JAKARTA, GRESNEWS.COM - Kementerian Agama bersikeras menginginkan pembentukan badan resmi sertifikasi halal yang dikelola Pemerintah. Alasannya pembentukan badan resmi sertifikasi halal itu sebagai jaminan perlindungan konsumen oleh negara. Persoalan pembentukan badan khusus inilah yang menjadi penyebab alotnya pembahasan Rancangan Undang-undang Jaminan Produk Halal di DPR.    

Direktur Jenderal Bimbingan Masyarakat Kementerian Agama, Abdul Djamil mengatakan pembentukan badan khusus sertifikasi produk halal bertujuan memperjelas tanggung jawab dan badan hukum mengenai sertifikasi produk halal. "Jadi dalam pandangan pemerintah, badan itu di bawah Kementerian Agama dan government. Karena kalau badan itu di bawah government (badan itu punya) legal binding yang jelas," kata Abdul kepada Gresnews.com pada Rabu (27/11).

Abdul menambahkan pembentukan badan resmi pemerintah mengenai sertifikasi halal itu nantinya akan bersinergi dengan LPPOM milik MUI. Meski enggan menjelaskan detail teknis sinerginya, Abdul menyatakan pemberian sertifikasi itu bisa dilakukan bersama dengan LP POM.

Abdul menegaskan usulan membentuk badan resmi sertifikasi halal itu menjadi jaminan perlindungan konsumen oleh negara. Terkait kesiapan pemerintah bila badan itu disetujui DPR, Abdul mengaku sudah siap dengan sumber daya manusianya.

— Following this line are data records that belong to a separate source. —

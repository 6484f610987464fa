//! Dense `tanh` predictor.
//!
//! One fully-connected layer, `y = tanh(W·x + b)`.  Weights are either drawn
//! from a seeded RNG (uniform in `±1/√input_width`) or loaded from a JSON
//! weight file produced by an external trainer.

use rand::rngs::StdRng;
use rand::{Rng, SeedableRng};
use serde::{Deserialize, Serialize};

use crate::errors::{AgentError, PredictorError};

use super::EmotionPredictor;

/// Single-layer predictor with `tanh` activation.
#[derive(Debug, Clone, Serialize, Deserialize)]
pub struct DensePredictor {
    input_width: usize,
    /// Row-major `[output_width][input_width]`.
    weights: Vec<Vec<f32>>,
    bias: Vec<f32>,
}

impl DensePredictor {
    /// Seeded random initialization.
    pub fn seeded(input_width: usize, output_width: usize, seed: u64) -> Self {
        let mut rng = StdRng::seed_from_u64(seed);
        let bound = 1.0 / (input_width.max(1) as f32).sqrt();
        let weights = (0..output_width)
            .map(|_| {
                (0..input_width)
                    .map(|_| rng.gen_range(-bound..=bound))
                    .collect()
            })
            .collect();

        log::debug!(
            "DensePredictor initialized: {} inputs -> {} outputs (seed {})",
            input_width,
            output_width,
            seed
        );

        Self {
            input_width,
            weights,
            bias: vec![0.0; output_width],
        }
    }

    /// Build from explicit weights.  Every row must be `input_width` long and
    /// `bias` must have one entry per row.
    pub fn from_weights(
        input_width: usize,
        weights: Vec<Vec<f32>>,
        bias: Vec<f32>,
    ) -> Result<Self, AgentError> {
        if let Some(row) = weights.iter().find(|row| row.len() != input_width) {
            return Err(AgentError::ShapeMismatch {
                expected: input_width,
                actual: row.len(),
            });
        }
        if bias.len() != weights.len() {
            return Err(AgentError::ShapeMismatch {
                expected: weights.len(),
                actual: bias.len(),
            });
        }
        Ok(Self {
            input_width,
            weights,
            bias,
        })
    }

    /// Load weights serialized as JSON (`{"input_width", "weights", "bias"}`).
    pub fn from_json(json: &str) -> Result<Self, AgentError> {
        let raw: DensePredictor =
            serde_json::from_str(json).map_err(crate::errors::ConfigError::from)?;
        Self::from_weights(raw.input_width, raw.weights, raw.bias)
    }
}

impl EmotionPredictor for DensePredictor {
    fn input_width(&self) -> usize {
        self.input_width
    }

    fn output_width(&self) -> usize {
        self.weights.len()
    }

    fn predict(&self, input: &[f32]) -> Result<Vec<f32>, PredictorError> {
        if input.len() != self.input_width {
            return Err(PredictorError::Failed(format!(
                "expected {} inputs, got {}",
                self.input_width,
                input.len()
            )));
        }
        Ok(self
            .weights
            .iter()
            .zip(&self.bias)
            .map(|(row, b)| {
                let z: f32 = row.iter().zip(input).map(|(w, x)| w * x).sum();
                (z + b).tanh()
            })
            .collect())
    }
}

// ============================================================================
// Tests
// ============================================================================

#[cfg(test)]
mod tests {
    use super::*;

    #[test]
    fn test_seeded_is_deterministic() {
        let a = DensePredictor::seeded(8, 3, 42);
        let b = DensePredictor::seeded(8, 3, 42);
        let input = [0.5; 8];
        assert_eq!(a.predict(&input).unwrap(), b.predict(&input).unwrap());
    }

    #[test]
    fn test_output_is_bounded() {
        let p = DensePredictor::seeded(4, 6, 1);
        let out = p.predict(&[1e6, -1e6, 1e6, 3.0]).unwrap();
        assert_eq!(out.len(), 6);
        assert!(out.iter().all(|v| v.is_finite() && (-1.0..=1.0).contains(v)));
    }

    #[test]
    fn test_explicit_weights() {
        let p = DensePredictor::from_weights(2, vec![vec![1.0, 0.0], vec![0.0, 0.0]], vec![0.0, 0.5])
            .unwrap();
        let out = p.predict(&[0.0, 9.0]).unwrap();
        assert_eq!(out[0], 0.0);
        assert!((out[1] - 0.5f32.tanh()).abs() < 1e-6);
    }

    #[test]
    fn test_bad_weight_shape_rejected() {
        let err = DensePredictor::from_weights(3, vec![vec![1.0, 2.0]], vec![0.0]).unwrap_err();
        assert!(matches!(
            err,
            AgentError::ShapeMismatch {
                expected: 3,
                actual: 2
            }
        ));
    }

    #[test]
    fn test_wrong_input_length_is_prediction_failure() {
        let p = DensePredictor::seeded(4, 2, 0);
        assert!(p.predict(&[0.0; 3]).is_err());
    }

    #[test]
    fn test_json_weights_roundtrip() {
        let p = DensePredictor::seeded(3, 2, 9);
        let json = serde_json::to_string(&p).unwrap();
        let loaded = DensePredictor::from_json(&json).unwrap();
        assert_eq!(loaded.output_width(), 2);
        assert_eq!(
            loaded.predict(&[0.1, 0.2, 0.3]).unwrap(),
            p.predict(&[0.1, 0.2, 0.3]).unwrap()
        );
    }
}
//! Error types for the agent core.
//!
//! Recoverable numeric anomalies (a predictor that fails or emits NaN/∞) never
//! appear here as runtime errors: the step engine absorbs them into state and
//! reports `valid: false`.  What remains are structural faults that end the
//! session.

use thiserror::Error;

use crate::backend::BackendError;

/// Fatal errors from agent construction or stepping.
#[derive(Debug, Error)]
pub enum AgentError {
    /// The concatenated step input does not match the predictor's declared width.
    #[error("Shape mismatch: predictor expects input width {expected}, step input is {actual}")]
    ShapeMismatch { expected: usize, actual: usize },

    /// The numeric backend failed mid-step; the engine must be rebuilt.
    #[error("Numeric backend error: {0}")]
    Backend(#[from] BackendError),

    /// Configuration rejected at construction.
    #[error(transparent)]
    Config(#[from] ConfigError),

    /// A previous backend fault left the engine unusable.
    #[error("Step engine is unusable after a backend fault; reconstruct the agent")]
    EngineUnusable,
}

/// Errors from loading or validating an [`AgentConfig`](crate::config::AgentConfig).
#[derive(Debug, Error)]
pub enum ConfigError {
    /// YAML parsing failed.
    #[error("YAML error: {0}")]
    Yaml(#[from] serde_yaml::Error),

    /// JSON parsing failed.
    #[error("JSON error: {0}")]
    Json(#[from] serde_json::Error),

    /// File I/O error.
    #[error("IO error: {0}")]
    Io(#[from] std::io::Error),

    /// A value is out of its allowed range.
    #[error("Invalid configuration: {0}")]
    Invalid(String),
}

/// Failure reported by an [`EmotionPredictor`](crate::predictor::EmotionPredictor).
#[derive(Debug, Clone, PartialEq, Error)]
pub enum PredictorError {
    /// The predictor could not produce an estimate.
    #[error("Prediction failed: {0}")]
    Failed(String),
}
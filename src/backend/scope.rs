//! Scoped acquisition of scratch handles.
//!
//! A [`ScratchScope`] wraps a backend for the duration of one bounded
//! operation.  Every handle created through the scope is tracked, and the
//! scope releases whatever is still tracked when it is dropped, so an early
//! return through `?` cannot leak an allocation.  A handle that must outlive
//! the operation is handed out with [`ScratchScope::retain`].

use super::{BackendError, NumericBackend, TensorHandle};

/// Tracks scratch handles and releases them on drop.
pub struct ScratchScope<'a> {
    backend: &'a dyn NumericBackend,
    tracked: Vec<TensorHandle>,
}

impl<'a> ScratchScope<'a> {
    /// Open a scope over `backend`.
    pub fn new(backend: &'a dyn NumericBackend) -> Self {
        Self {
            backend,
            tracked: Vec::new(),
        }
    }

    /// The backend this scope allocates from.
    pub fn backend(&self) -> &'a dyn NumericBackend {
        self.backend
    }

    /// Number of handles the scope will release on drop.
    pub fn tracked(&self) -> usize {
        self.tracked.len()
    }

    fn track(&mut self, handle: TensorHandle) -> TensorHandle {
        self.tracked.push(handle);
        handle
    }

    /// Allocate a tracked vector.
    pub fn allocate(&mut self, data: &[f32]) -> Result<TensorHandle, BackendError> {
        let h = self.backend.allocate(data)?;
        Ok(self.track(h))
    }

    /// Tracked concatenation.
    pub fn concat(&mut self, handles: &[TensorHandle]) -> Result<TensorHandle, BackendError> {
        let h = self.backend.concat(handles)?;
        Ok(self.track(h))
    }

    /// Tracked elementwise product.
    pub fn mul(&mut self, a: TensorHandle, b: TensorHandle) -> Result<TensorHandle, BackendError> {
        let h = self.backend.mul(a, b)?;
        Ok(self.track(h))
    }

    /// Tracked elementwise sum.
    pub fn add(&mut self, a: TensorHandle, b: TensorHandle) -> Result<TensorHandle, BackendError> {
        let h = self.backend.add(a, b)?;
        Ok(self.track(h))
    }

    /// Tracked scaling.
    pub fn scale(&mut self, handle: TensorHandle, factor: f32) -> Result<TensorHandle, BackendError> {
        let h = self.backend.scale(handle, factor)?;
        Ok(self.track(h))
    }

    /// Tracked hard clip.
    pub fn clip(
        &mut self,
        handle: TensorHandle,
        min: f32,
        max: f32,
    ) -> Result<TensorHandle, BackendError> {
        let h = self.backend.clip(handle, min, max)?;
        Ok(self.track(h))
    }

    /// L2 norm (allocates nothing).
    pub fn norm(&self, handle: TensorHandle) -> Result<f32, BackendError> {
        self.backend.norm(handle)
    }

    /// Read values back (allocates nothing).
    pub fn read(&self, handle: TensorHandle) -> Result<Vec<f32>, BackendError> {
        self.backend.read(handle)
    }

    /// Stop tracking `handle` so it survives the scope.
    ///
    /// Returns `false` if the handle was not created through this scope.
    pub fn retain(&mut self, handle: TensorHandle) -> bool {
        match self.tracked.iter().position(|h| *h == handle) {
            Some(idx) => {
                self.tracked.swap_remove(idx);
                true
            }
            None => false,
        }
    }
}

impl Drop for ScratchScope<'_> {
    fn drop(&mut self) {
        for h in self.tracked.drain(..) {
            self.backend.release(h);
        }
    }
}

// ============================================================================
// Tests
// ============================================================================
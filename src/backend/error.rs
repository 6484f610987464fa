//! Numeric backend errors.

use thiserror::Error;

/// Errors raised by a [`NumericBackend`](super::NumericBackend).
#[derive(Debug, Clone, PartialEq, Eq, Error)]
pub enum BackendError {
    /// The backend refused a new allocation (resource exhaustion).
    #[error("Backend allocation failed: {live} live allocations, limit {limit}")]
    AllocationFailed { live: usize, limit: usize },

    /// The handle was never issued by this backend or has been released.
    #[error("Unknown or released tensor handle: {0}")]
    UnknownHandle(u64),

    /// Elementwise operands differ in length.
    #[error("Length mismatch: {left} vs {right}")]
    LengthMismatch { left: usize, right: usize },
}
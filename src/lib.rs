//! # Affective Agent
//!
//! Core of an interactive affective-state simulation.  Each tick the agent
//! folds a reward and a context signal into a latent belief vector, asks an
//! emotion predictor for a new emotion estimate, blends the two under a trust
//! weighting, and tracks a bounded integration parameter across steps.
//!
//! Rendering, UI and asset handling live outside this crate.  They drive a
//! [`Simulation`] (or a bare [`StepEngine`]) once per frame and consume the
//! returned [`StepResult`].
//!
//! Numeric work goes through a shared [`NumericBackend`] with explicit
//! handle lifecycle; a step never leaves more live allocations behind than
//! it found.

pub mod agent;
pub mod backend;
pub mod config;
pub mod errors;
pub mod monitor;
pub mod predictor;
pub mod session;

pub use agent::{AgentSnapshot, AgentState, StepEngine, StepResult, BELIEF_DIM};
pub use backend::{BackendError, CpuBackend, NumericBackend, ScratchScope, TensorHandle};
pub use config::AgentConfig;
pub use errors::{AgentError, ConfigError, PredictorError};
pub use monitor::{VarianceMonitor, VarianceReading};
pub use predictor::{ConstantPredictor, DensePredictor, EmotionPredictor, FnPredictor};
pub use session::{SessionSummary, Simulation, StepRecord};

/// Library version.
pub const VERSION: &str = env!("CARGO_PKG_VERSION");
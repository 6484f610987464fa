//! Persistent agent state.
//!
//! Owned by exactly one [`StepEngine`](super::StepEngine) and mutated only
//! inside `step`.  The belief and previous-emotion vectors live in the
//! numeric backend as two long-lived handles; every commit swaps in a fresh
//! handle and releases the old one, so the persistent count stays at two.

use serde::{Deserialize, Serialize};

use crate::backend::{BackendError, NumericBackend, TensorHandle};
use crate::config::{AgentConfig, INTEGRATION_MAX, INTEGRATION_MIN};
use crate::monitor::{VarianceMonitor, VarianceReading};

/// Width of the belief embedding.
pub const BELIEF_DIM: usize = 64;

/// Cognitive state carried across steps.
#[derive(Debug)]
pub struct AgentState {
    belief: TensorHandle,
    previous_emotion: TensorHandle,
    /// L2 norm of `previous_emotion`, cached at commit.
    previous_emotion_norm: f32,
    trust_score: f32,
    integration_param: f32,
    /// Consecutive steps without a large deviation.
    stable_streak: u32,
    step_count: u64,
    variance_history: VarianceMonitor,
    released: bool,
}

impl AgentState {
    /// Allocate the two persistent handles (belief and emotion seeded to zeros).
    pub fn allocate(
        backend: &dyn NumericBackend,
        emotion_width: usize,
        config: &AgentConfig,
    ) -> Result<Self, BackendError> {
        let belief = backend.allocate(&[0.0; BELIEF_DIM])?;
        let previous_emotion = match backend.allocate(&vec![0.0; emotion_width]) {
            Ok(h) => h,
            Err(e) => {
                backend.release(belief);
                return Err(e);
            }
        };

        Ok(Self {
            belief,
            previous_emotion,
            previous_emotion_norm: 0.0,
            trust_score: 1.0,
            integration_param: config.clamped_initial_integration(),
            stable_streak: 0,
            step_count: 0,
            variance_history: VarianceMonitor::new(
                config.variance_window_size,
                config.high_variance_threshold,
                config.increasing_variance_threshold,
            ),
            released: false,
        })
    }

    pub fn belief(&self) -> TensorHandle {
        self.belief
    }

    pub fn previous_emotion(&self) -> TensorHandle {
        self.previous_emotion
    }

    pub fn previous_emotion_norm(&self) -> f32 {
        self.previous_emotion_norm
    }

    pub fn trust_score(&self) -> f32 {
        self.trust_score
    }

    pub fn integration_param(&self) -> f32 {
        self.integration_param
    }

    pub fn stable_streak(&self) -> u32 {
        self.stable_streak
    }

    pub fn step_count(&self) -> u64 {
        self.step_count
    }

    pub fn variance_history(&self) -> &VarianceMonitor {
        &self.variance_history
    }

    pub(crate) fn variance_history_mut(&mut self) -> &mut VarianceMonitor {
        &mut self.variance_history
    }

    /// Store a trust value, clamped into `[0, 1]`.
    pub(crate) fn set_trust(&mut self, value: f32) {
        self.trust_score = value.clamp(0.0, 1.0);
    }

    /// Store an integration value, clamped into `[0.05, 0.95]`.
    pub(crate) fn set_integration(&mut self, value: f32) {
        self.integration_param = value.clamp(INTEGRATION_MIN, INTEGRATION_MAX);
    }

    pub(crate) fn set_stable_streak(&mut self, streak: u32) {
        self.stable_streak = streak;
    }

    pub(crate) fn advance(&mut self) {
        self.step_count += 1;
    }

    /// Swap in newly committed vectors and release the ones they replace.
    pub(crate) fn replace_vectors(
        &mut self,
        backend: &dyn NumericBackend,
        belief: TensorHandle,
        emotion: TensorHandle,
        emotion_norm: f32,
    ) {
        let old_belief = std::mem::replace(&mut self.belief, belief);
        let old_emotion = std::mem::replace(&mut self.previous_emotion, emotion);
        self.previous_emotion_norm = emotion_norm;
        backend.release(old_belief);
        backend.release(old_emotion);
    }

    /// Release the persistent handles.  Safe to call more than once.
    pub(crate) fn release(&mut self, backend: &dyn NumericBackend) {
        if self.released {
            return;
        }
        backend.release(self.belief);
        backend.release(self.previous_emotion);
        self.released = true;
    }

    pub fn is_released(&self) -> bool {
        self.released
    }

    /// Copy the state out of the backend.
    pub fn snapshot(&self, backend: &dyn NumericBackend) -> Result<AgentSnapshot, BackendError> {
        Ok(AgentSnapshot {
            belief: backend.read(self.belief)?,
            previous_emotion: backend.read(self.previous_emotion)?,
            trust_score: self.trust_score,
            integration_param: self.integration_param,
            stable_streak: self.stable_streak,
            step_count: self.step_count,
            variance: self.variance_history.last_reading(),
        })
    }
}

/// Read-only copy of [`AgentState`], detached from the backend.
#[derive(Debug, Clone, PartialEq, Serialize, Deserialize)]
pub struct AgentSnapshot {
    pub belief: Vec<f32>,
    pub previous_emotion: Vec<f32>,
    pub trust_score: f32,
    pub integration_param: f32,
    pub stable_streak: u32,
    pub step_count: u64,
    pub variance: VarianceReading,
}

// ============================================================================
// Tests
// ============================================================================

#[cfg(test)]
mod tests {
    use super::*;
    use crate::backend::CpuBackend;

    #[test]
    fn test_allocate_seeds_zeros() {
        let backend = CpuBackend::new(None);
        let state = AgentState::allocate(&backend, 8, &AgentConfig::default()).unwrap();
        assert_eq!(backend.live_allocations(), 2);

        let snap = state.snapshot(&backend).unwrap();
        assert_eq!(snap.belief, vec![0.0; BELIEF_DIM]);
        assert_eq!(snap.previous_emotion, vec![0.0; 8]);
        assert_eq!(snap.trust_score, 1.0);
        assert_eq!(snap.integration_param, 0.5);
        assert_eq!(snap.step_count, 0);
    }

    #[test]
    fn test_allocation_failure_leaves_nothing_behind() {
        let backend = CpuBackend::new(Some(1));
        let err = AgentState::allocate(&backend, 8, &AgentConfig::default()).unwrap_err();
        assert!(matches!(err, BackendError::AllocationFailed { .. }));
        assert_eq!(backend.live_allocations(), 0);
    }

    #[test]
    fn test_setters_clamp() {
        let backend = CpuBackend::new(None);
        let mut state = AgentState::allocate(&backend, 2, &AgentConfig::default()).unwrap();

        state.set_trust(1.7);
        assert_eq!(state.trust_score(), 1.0);
        state.set_trust(-0.2);
        assert_eq!(state.trust_score(), 0.0);

        state.set_integration(0.0);
        assert_eq!(state.integration_param(), INTEGRATION_MIN);
        state.set_integration(5.0);
        assert_eq!(state.integration_param(), INTEGRATION_MAX);
    }

    #[test]
    fn test_replace_vectors_keeps_two_live() {
        let backend = CpuBackend::new(None);
        let mut state = AgentState::allocate(&backend, 2, &AgentConfig::default()).unwrap();
        let old_belief = state.belief();

        let b = backend.allocate(&[0.5; BELIEF_DIM]).unwrap();
        let e = backend.allocate(&[0.3, 0.4]).unwrap();
        state.replace_vectors(&backend, b, e, 0.5);

        assert_eq!(backend.live_allocations(), 2);
        assert!(backend.read(old_belief).is_err());
        assert_eq!(state.previous_emotion_norm(), 0.5);
        assert_eq!(backend.read(state.previous_emotion()).unwrap(), vec![0.3, 0.4]);
    }

    #[test]
    fn test_release_is_idempotent() {
        let backend = CpuBackend::new(None);
        let mut state = AgentState::allocate(&backend, 4, &AgentConfig::default()).unwrap();
        state.release(&backend);
        state.release(&backend);
        assert!(state.is_released());
        assert_eq!(backend.live_allocations(), 0);
    }

    #[test]
    fn test_initial_integration_from_config() {
        let backend = CpuBackend::new(None);
        let config = AgentConfig {
            initial_integration: 0.01,
            ..AgentConfig::default()
        };
        let state = AgentState::allocate(&backend, 1, &config).unwrap();
        assert_eq!(state.integration_param(), INTEGRATION_MIN);
    }
}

Menurutnya, di Subdirektorat Halal milik Kementerian Agama sudah ada orang-orang yang ahli di bidang penghalalan. Disamping itu keberadaan badan sertifikasi milik pemerintah akan memperkuat fungsi dan tugas dari Subdirektorat Halal Kementerian Agama.

Diungkapkan Abdul, ada dua skema pembentukan badan khusus sertifikasi milik pemerintah itu. Pertama, badan yang berdiri sendiri dibawah Presiden. Kedua, berdiri dibawah Kementerian Agama Republik Indonesia. Pembentukan badan khusus sertifikasi nasional, itu nantinya juga akan berimbas pada anggaran dana untuk badan baru tersebut .

Saat ditanya mengenai besaran anggaran yang ada di Subdirektorat Halal, Abdul menyatakan tidak ingat. "Wah saya lupa, tapi tidak sampai miliaran. Dana itu diberikan untuk membantu organisasi-organisasi sosial yang ada," kata Abdul.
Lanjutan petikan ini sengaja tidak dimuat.